GDPR, and the newer California Consumer Privacy Act, have given a legal bite to ongoing developments in online privacy and data protection: it’s always good practice for companies with an online presence to take measures to safeguard people’s data, but now failing to do so can land them in some serious hot water.

Now — to underscore the urgency and demand in the market — one of the bigger companies helping organizations navigate those rules is announcing a huge round of funding. OneTrust, which builds tools to help companies navigate data protection and privacy policies both internally and with its customers, has raised $200 million in a Series A led by Insight that values the company at $1.3 billion.

It’s an outsized round for a Series A, being made at an equally outsized valuation — especially considering that the company is only three years old — but that’s because of the wide-ranging nature of the issue, according to CEO Kabir Barday, and OneTrust’s early moves and subsequent pole position in tackling it.

“We’re talking about an operational overhaul in a company’s practices,” Barday said in an interview. “That requires the right technology and reach to be able to deliver that at a low cost.” Notably, he said that OneTrust wasn’t actually in search of funding — it’s already generating revenue and could have grown off its own balance sheet — although he noted that having the capitalization and backing sends a signal to the market and in particular to larger organizations of its stability and staying power.

Currently, OneTrust has around 3,000 customers across 100 countries (and 1,000 employees), and the plan will be to continue to expand its reach geographically and to more businesses.
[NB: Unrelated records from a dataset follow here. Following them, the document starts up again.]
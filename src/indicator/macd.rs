use error_stack::{Report, bail};

use crate::error::IndicatorError;
use crate::indicator::ma::{Ema, EmaSeed};
use crate::indicator::{Indicator, close_prices};
use crate::model::PricePoint;

#[derive(Debug, Clone, Copy, PartialEq)]
pub struct MacdPoint {
    pub macd: f64,
    pub signal: f64,
}

pub struct Macd {
    fast_period: usize,
    slow_period: usize,
    signal_period: usize,
    seed: EmaSeed,
}

impl Macd {
    pub fn new(
        fast_period: usize,
        slow_period: usize,
        signal_period: usize,
        seed: EmaSeed,
    ) -> Result<Self, Report<IndicatorError>> {
        if fast_period == 0 || slow_period == 0 || signal_period == 0 {
            bail!(IndicatorError::InvalidParameter {
                name: "all periods must be > 0".into(),
            });
        }
        if fast_period >= slow_period {
            bail!(IndicatorError::InvalidParameter {
                name: "fast_period must be < slow_period".into(),
            });
        }
        Ok(Self {
            fast_period,
            slow_period,
            signal_period,
            seed,
        })
    }

    /// MACD and signal line values, aligned to the end of `prices`.
    pub fn calculate_prices(
        &self,
        prices: &[f64],
    ) -> Result<Vec<MacdPoint>, Report<IndicatorError>> {
        if prices.len() < self.required_points() {
            bail!(IndicatorError::InsufficientData {
                required: self.required_points(),
                available: prices.len(),
            });
        }

        let fast_ema = Ema::new(self.fast_period, self.seed)?.calculate_values(prices)?;
        let slow_ema = Ema::new(self.slow_period, self.seed)?.calculate_values(prices)?;

        // Both series end on the last price; the slow one may start later.
        let offset = fast_ema.len() - slow_ema.len();
        let macd_line: Vec<f64> = fast_ema[offset..]
            .iter()
            .zip(slow_ema.iter())
            .map(|(f, s)| f - s)
            .collect();

        let signal_line = Ema::new(self.signal_period, self.seed)?.calculate_values(&macd_line)?;
        let signal_offset = macd_line.len() - signal_line.len();

        Ok(macd_line[signal_offset..]
            .iter()
            .zip(signal_line.iter())
            .map(|(&macd, &signal)| MacdPoint { macd, signal })
            .collect())
    }
}

impl Indicator for Macd {
    fn name(&self) -> &str {
        "macd"
    }

    fn required_points(&self) -> usize {
        match self.seed {
            EmaSeed::FirstValue => 1,
            EmaSeed::Sma => self.slow_period + self.signal_period - 1,
        }
    }

    /// Returns MACD line values only.
    fn calculate(&self, points: &[PricePoint]) -> Result<Vec<f64>, Report<IndicatorError>> {
        Ok(self
            .calculate_prices(&close_prices(points))?
            .into_iter()
            .map(|p| p.macd)
            .collect())
    }
}

#[cfg(test)]
mod tests {
    use super::*;
    use crate::model::fixtures::series_from_closes;

    #[test]
    fn macd_invalid_fast_ge_slow() {
        assert!(Macd::new(26, 12, 9, EmaSeed::FirstValue).is_err());
    }

    #[test]
    fn macd_period_zero_invalid() {
        assert!(Macd::new(0, 26, 9, EmaSeed::FirstValue).is_err());
    }

    #[test]
    fn macd_sma_seed_insufficient_data() {
        let macd = Macd::new(12, 26, 9, EmaSeed::Sma).unwrap();
        assert!(macd.calculate(series_from_closes(&[1.0; 30]).points()).is_err());
    }

    #[test]
    fn macd_first_value_seed_covers_every_point() {
        let macd = Macd::new(12, 26, 9, EmaSeed::FirstValue).unwrap();
        let closes: Vec<f64> = (1..=40).map(|i| i as f64).collect();
        let values = macd.calculate_prices(&closes).unwrap();
        assert_eq!(values.len(), 40);
        // Both EMAs start at the first price.
        assert_eq!(values[0].macd, 0.0);
        assert_eq!(values[0].signal, 0.0);
    }

    #[test]
    fn macd_sma_seed_output_length() {
        let macd = Macd::new(3, 5, 3, EmaSeed::Sma).unwrap();
        let closes: Vec<f64> = (1..=12).map(|i| i as f64).collect();
        // macd line: 12 - 5 + 1 = 8 values, signal: 8 - 3 + 1 = 6
        assert_eq!(macd.calculate_prices(&closes).unwrap().len(), 6);
    }

    #[test]
    fn macd_flat_prices_returns_zero() {
        for seed in [EmaSeed::FirstValue, EmaSeed::Sma] {
            let macd = Macd::new(3, 5, 3, seed).unwrap();
            let values = macd.calculate(series_from_closes(&[10.0; 10]).points()).unwrap();
            for v in &values {
                assert!(v.abs() < 1e-9, "expected 0 for flat prices, got {v}");
            }
        }
    }

    #[test]
    fn macd_positive_in_uptrend() {
        let macd = Macd::new(12, 26, 9, EmaSeed::FirstValue).unwrap();
        let closes: Vec<f64> = (0..80).map(|i| 100.0 + i as f64).collect();
        let last = *macd.calculate_prices(&closes).unwrap().last().unwrap();
        assert!(last.macd > 0.0);
        assert!(last.macd > last.signal);
    }
}
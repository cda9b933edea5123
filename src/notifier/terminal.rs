use crate::model::{Bias, Instrument, Market, Reason, Signal};
use crate::notifier::Notifier;
use crate::scan::ScanOutcome;
use crate::strategy::rank::Ranking;

/// Logs ranked signals through `tracing`.
pub struct TerminalNotifier {
    watch_preview: usize,
}

impl TerminalNotifier {
    pub fn new(watch_preview: usize) -> Self {
        Self { watch_preview }
    }
}

impl Default for TerminalNotifier {
    fn default() -> Self {
        Self::new(5)
    }
}

/// KRW quotes have no minor unit.
pub fn format_price(price: f64, market: Market) -> String {
    match market {
        Market::Kr => format!("{price:.0} {}", market.currency()),
        Market::Us => format!("{price:.2} {}", market.currency()),
    }
}

fn lookup<'a>(instruments: &'a [Instrument], id: &str) -> Option<&'a Instrument> {
    instruments.iter().find(|i| i.id == id)
}

fn describe(instruments: &[Instrument], signal: &Signal) -> (String, String) {
    let fallback;
    let instrument = match lookup(instruments, &signal.instrument_id) {
        Some(i) => i,
        None => {
            fallback = Instrument::from_id(&signal.instrument_id);
            &fallback
        }
    };
    let risk = match (signal.stop_loss, signal.take_profit) {
        (Some(stop), Some(target)) => format!(
            "stop {} / target {}",
            format_price(stop, instrument.market),
            format_price(target, instrument.market)
        ),
        _ => "no risk levels".to_owned(),
    };
    (
        format!(
            "{} ({}) @ {}",
            instrument.label(),
            instrument.id,
            format_price(signal.price, instrument.market)
        ),
        risk,
    )
}

/// Scored signals leaning bearish or flagged overbought, most bearish first.
pub fn sell_side(signals: &[Signal]) -> Vec<&Signal> {
    let mut sells: Vec<&Signal> = signals
        .iter()
        .filter(|s| s.bias() == Bias::Sell || s.reasons.contains(&Reason::Overbought))
        .collect();
    sells.sort_by_key(|s| s.score);
    sells
}

impl Notifier for TerminalNotifier {
    fn notify_scan(&self, instruments: &[Instrument], outcome: &ScanOutcome, ranking: &Ranking) {
        if outcome.is_empty_of_data() {
            tracing::warn!(
                scan_id = %outcome.scan_id,
                requested = outcome.requested,
                "no data: nothing in the watchlist could be analysed"
            );
            return;
        }

        let sells = sell_side(&outcome.signals);
        if ranking.is_empty() && sells.is_empty() {
            tracing::info!(
                scan_id = %outcome.scan_id,
                analysed = outcome.analysed,
                "no signals found"
            );
            return;
        }

        for signal in &ranking.strong {
            let (headline, risk) = describe(instruments, signal);
            tracing::warn!(
                tier = "strong",
                score = signal.score,
                bias = ?signal.bias(),
                reasons = %signal.reason_list(),
                risk = %risk,
                "STRONG: {headline}"
            );
        }

        for signal in ranking.watch.iter().take(self.watch_preview) {
            let (headline, risk) = describe(instruments, signal);
            tracing::info!(
                tier = "watch",
                score = signal.score,
                bias = ?signal.bias(),
                reasons = %signal.reason_list(),
                risk = %risk,
                "WATCH: {headline}"
            );
        }

        let hidden = ranking.watch.len().saturating_sub(self.watch_preview);
        if hidden > 0 {
            tracing::info!(hidden, "more watch-tier signals not shown");
        }

        for signal in sells {
            let (headline, _) = describe(instruments, signal);
            tracing::warn!(
                tier = "sell",
                score = signal.score,
                bias = ?signal.bias(),
                reasons = %signal.reason_list(),
                "SELL: {headline}"
            );
        }
    }

    fn notify_summary(&self, title: &str, text: &str) {
        tracing::info!(title, "summary:\n{}", text.trim_end());
    }
}
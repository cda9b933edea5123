use derive_more::{Display, Error};

#[derive(Debug, Display, Error)]
pub enum ConfigError {
    #[display("failed to read config file")]
    ReadFile,
    #[display("failed to parse config: {reason}")]
    Parse { reason: String },
    #[display("invalid config: {field}")]
    Validation { field: String },
}

#[derive(Debug, Display, Error)]
pub enum SeriesError {
    #[display("price series is empty")]
    Empty,
    #[display("invalid price at row {index}: {reason}")]
    InvalidPrice { index: usize, reason: String },
    #[display("timestamps not strictly increasing at row {index}")]
    Unordered { index: usize },
}

#[derive(Debug, Display, Error)]
pub enum SourceError {
    #[display("request for {instrument} failed")]
    Request { instrument: String },
    #[display("failed to parse response for {instrument}")]
    ResponseParse { instrument: String },
    #[display("no price data for {instrument}")]
    NoData { instrument: String },
    #[display("failed to read price file for {instrument}")]
    ReadFile { instrument: String },
}

#[derive(Debug, Display, Error)]
pub enum IndicatorError {
    #[display("insufficient data: need {required}, got {available}")]
    InsufficientData { required: usize, available: usize },
    #[display("invalid parameter: {name}")]
    InvalidParameter { name: String },
}

#[derive(Debug, Display, Error)]
pub enum ScoringError {
    #[display("indicator {field} is undefined")]
    Undefined { field: &'static str },
    #[display("trend filter needs more history")]
    InsufficientTrendHistory,
    #[display("rejected by trend filter")]
    TrendRejected,
}

#[derive(Debug, Display, Error)]
pub enum SummarizerError {
    #[display("failed to spawn summarizer `{command}`")]
    Spawn { command: String },
    #[display("summarizer exited with status {status}")]
    ExitStatus { status: String },
}

#[derive(Debug, Display, Error)]
pub enum AnalyzeError {
    #[display("indicator computation failed")]
    Indicators,
    #[display("instrument not scored")]
    NotScored,
}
Funding will also go toward the company’s technology: it already has 50 patents filed and another 50 applications in progress, securing its own IP in the area of privacy protection.

OneTrust offers technology and services covering three different aspects of data protection and privacy management.

Its Privacy Management Software helps an organization manage how it collects data, and it generates compliance reports in line with how a site is working relative to different jurisdictions. Then there is the famous (or infamous) service that lets internet users set their preferences for how they want their data to be handled on different sites. The third is a larger database and risk management platform that assesses how various third-party services (for example advertising providers) work on a site and where they might pose data protection risks.

These are all provided either as a cloud-based software as a service, or an on-premises solution, depending on the customer in question.

The startup also has an interesting backstory that sheds some light on how it was founded and how it identified the gap in the market relatively early.

Alan Dabbiere, who is the co-chairman of OneTrust, had been the chairman of Airwatch — the mobile device management company acquired by VMware in 2014 (Airwatch’s CEO and founder, John Marshall, is OneTrust’s other co-chairman). In an interview, he told me that it was when they were at Airwatch — where Barday had worked across consulting, integration, engineering and product management — that they began to see just how a smartphone “could be a quagmire of privacy issues.”

“We could capture apps that an employee was using so that we could show them to IT to mitigate security risks,” he said, “but that actually presented a big privacy issue. If [the employee] has dyslexia [and uses a special app for it] or if the employee used a dating app, you’ve now shown things to IT that you shouldn’t have.”

He admitted that in the first version of the software, “we weren’t even thinking about whether that was inappropriate, but then we quickly realised that we needed to be thinking about privacy.”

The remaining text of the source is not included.